What gives the book its importance is the variety of its female contributors and consequently the insights and experiences they bring to The Spiritual Woman. The contributors deal with the role of women in the arts, business, management, media, communications, education, entertainment, industry, leisure, literature, politics, nursing and social work. Indeed, the contributors themselves come from these different fields.
Before moving to essays on the arts and literature, the "Foreword", written by Turner Sheehan, who has held many posts, including the vice presidency of the American Women's Association, deserves some attention. The purpose of the book, she writes, "is to stir the consciences of American women, regardless of race or colour, creed or class, to make a fight to save the moral standards".
The chapter on the arts begins with, "What does woman, as woman, contribute to the arts?
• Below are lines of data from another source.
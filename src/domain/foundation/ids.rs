//! Strongly-typed identifier value objects.

use serde::{Deserialize, Serialize};
use std::fmt;
use std::str::FromStr;
use uuid::Uuid;

use super::ValidationError;

/// Unique identifier for a lesson (or study) offered by a teacher.
#[derive(Debug, Clone, Copy, PartialEq, Eq, Hash, Serialize, Deserialize)]
#[serde(transparent)]
pub struct LessonId(Uuid);

impl LessonId {
    /// Creates a new random LessonId.
    pub fn new() -> Self {
        Self(Uuid::new_v4())
    }

    /// Creates a LessonId from an existing UUID.
    pub fn from_uuid(uuid: Uuid) -> Self {
        Self(uuid)
    }

    /// Returns the inner UUID.
    pub fn as_uuid(&self) -> &Uuid {
        &self.0
    }
}

impl Default for LessonId {
    fn default() -> Self {
        Self::new()
    }
}

impl fmt::Display for LessonId {
    fn fmt(&self, f: &mut fmt::Formatter<'_>) -> fmt::Result {
        write!(f, "{}", self.0)
    }
}

impl FromStr for LessonId {
    type Err = uuid::Error;

    fn from_str(s: &str) -> Result<Self, Self::Err> {
        Ok(Self(Uuid::parse_str(s)?))
    }
}

/// Unique identifier for one student's enrollment in one lesson.
#[derive(Debug, Clone, Copy, PartialEq, Eq, Hash, Serialize, Deserialize)]
#[serde(transparent)]
pub struct EnrollmentId(Uuid);

impl EnrollmentId {
    /// Creates a new random EnrollmentId.
    pub fn new() -> Self {
        Self(Uuid::new_v4())
    }

    /// Creates an EnrollmentId from an existing UUID.
    pub fn from_uuid(uuid: Uuid) -> Self {
        Self(uuid)
    }

    /// Returns the inner UUID.
    pub fn as_uuid(&self) -> &Uuid {
        &self.0
    }
}

impl Default for EnrollmentId {
    fn default() -> Self {
        Self::new()
    }
}

impl fmt::Display for EnrollmentId {
    fn fmt(&self, f: &mut fmt::Formatter<'_>) -> fmt::Result {
        write!(f, "{}", self.0)
    }
}

impl FromStr for EnrollmentId {
    type Err = uuid::Error;

    fn from_str(s: &str) -> Result<Self, Self::Err> {
        Ok(Self(Uuid::parse_str(s)?))
    }
}

/// User identifier (supplied by the identity provider).
///
/// Teachers and students share the same identifier space.
#[derive(Debug, Clone, PartialEq, Eq, Hash, Serialize, Deserialize)]
#[serde(transparent)]
pub struct UserId(String);

impl UserId {
    /// Creates a new UserId, returning error if empty.
    pub fn new(id: impl Into<String>) -> Result<Self, ValidationError> {
        let id = id.into();
        if id.trim().is_empty() {
            return Err(ValidationError::empty_field("user_id"));
        }
        Ok(Self(id))
    }

    /// Returns the inner string slice.
    pub fn as_str(&self) -> &str {
        &self.0
    }
}

impl fmt::Display for UserId {
    fn fmt(&self, f: &mut fmt::Formatter<'_>) -> fmt::Result {
        write!(f, "{}", self.0)
    }
}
What is her place in music, painting, sculpture, letters? Is she best suited to interpreting the work of another? Is she, more properly, for instance, the musician, who is, in effect, another instrument for the composer? In music there are names like Bach, Beethoven, Brahms... but where are the feminine grace notes?"
Again in the arts -- and it should be noted that the writer was then vice president of the American Federation of Arts and Chairman of the Exhibition Service -- the Renaissance can claim such dazzling artists as Botticelli, Fra Angelino, Leonardo and Raphael, but "was there a woman? None has survived. The same applies to the successive centuries". In the Impressionist and post- Impressionist periods, the writer adds, there were two women, Berthe Morisot and Mary Cassatt, "whose talents entitled them to hang their works with the masters, Renoir, Cezanne, Pissarro, Monet Van Gogh and Degas".
After a lengthy discussion, the writer reaches a conclusion which some may consider controversial, especially from the vantage point of the year 2006. She asserts that women should not try to compete with men. While they can bring an influence to the arts, she suggests, they are to remain second fiddle. Where women can make a contribution is in the field of art criticism, for which they have a particular penchant. "Here woman's natural role as a teacher and elevator of taste", the writer continues, "is called on to the full".
But she claims that it is in procreation that woman's power and glory lie. Woman is the one who shows her child that "beauty is not only pleasing to the eye, but that through the eye it reaches every corner of the... soul." The mother's role, she continues, is the most important one, but " [h]er role as an artist's wife is no less important." I wonder how many women would agree with her today.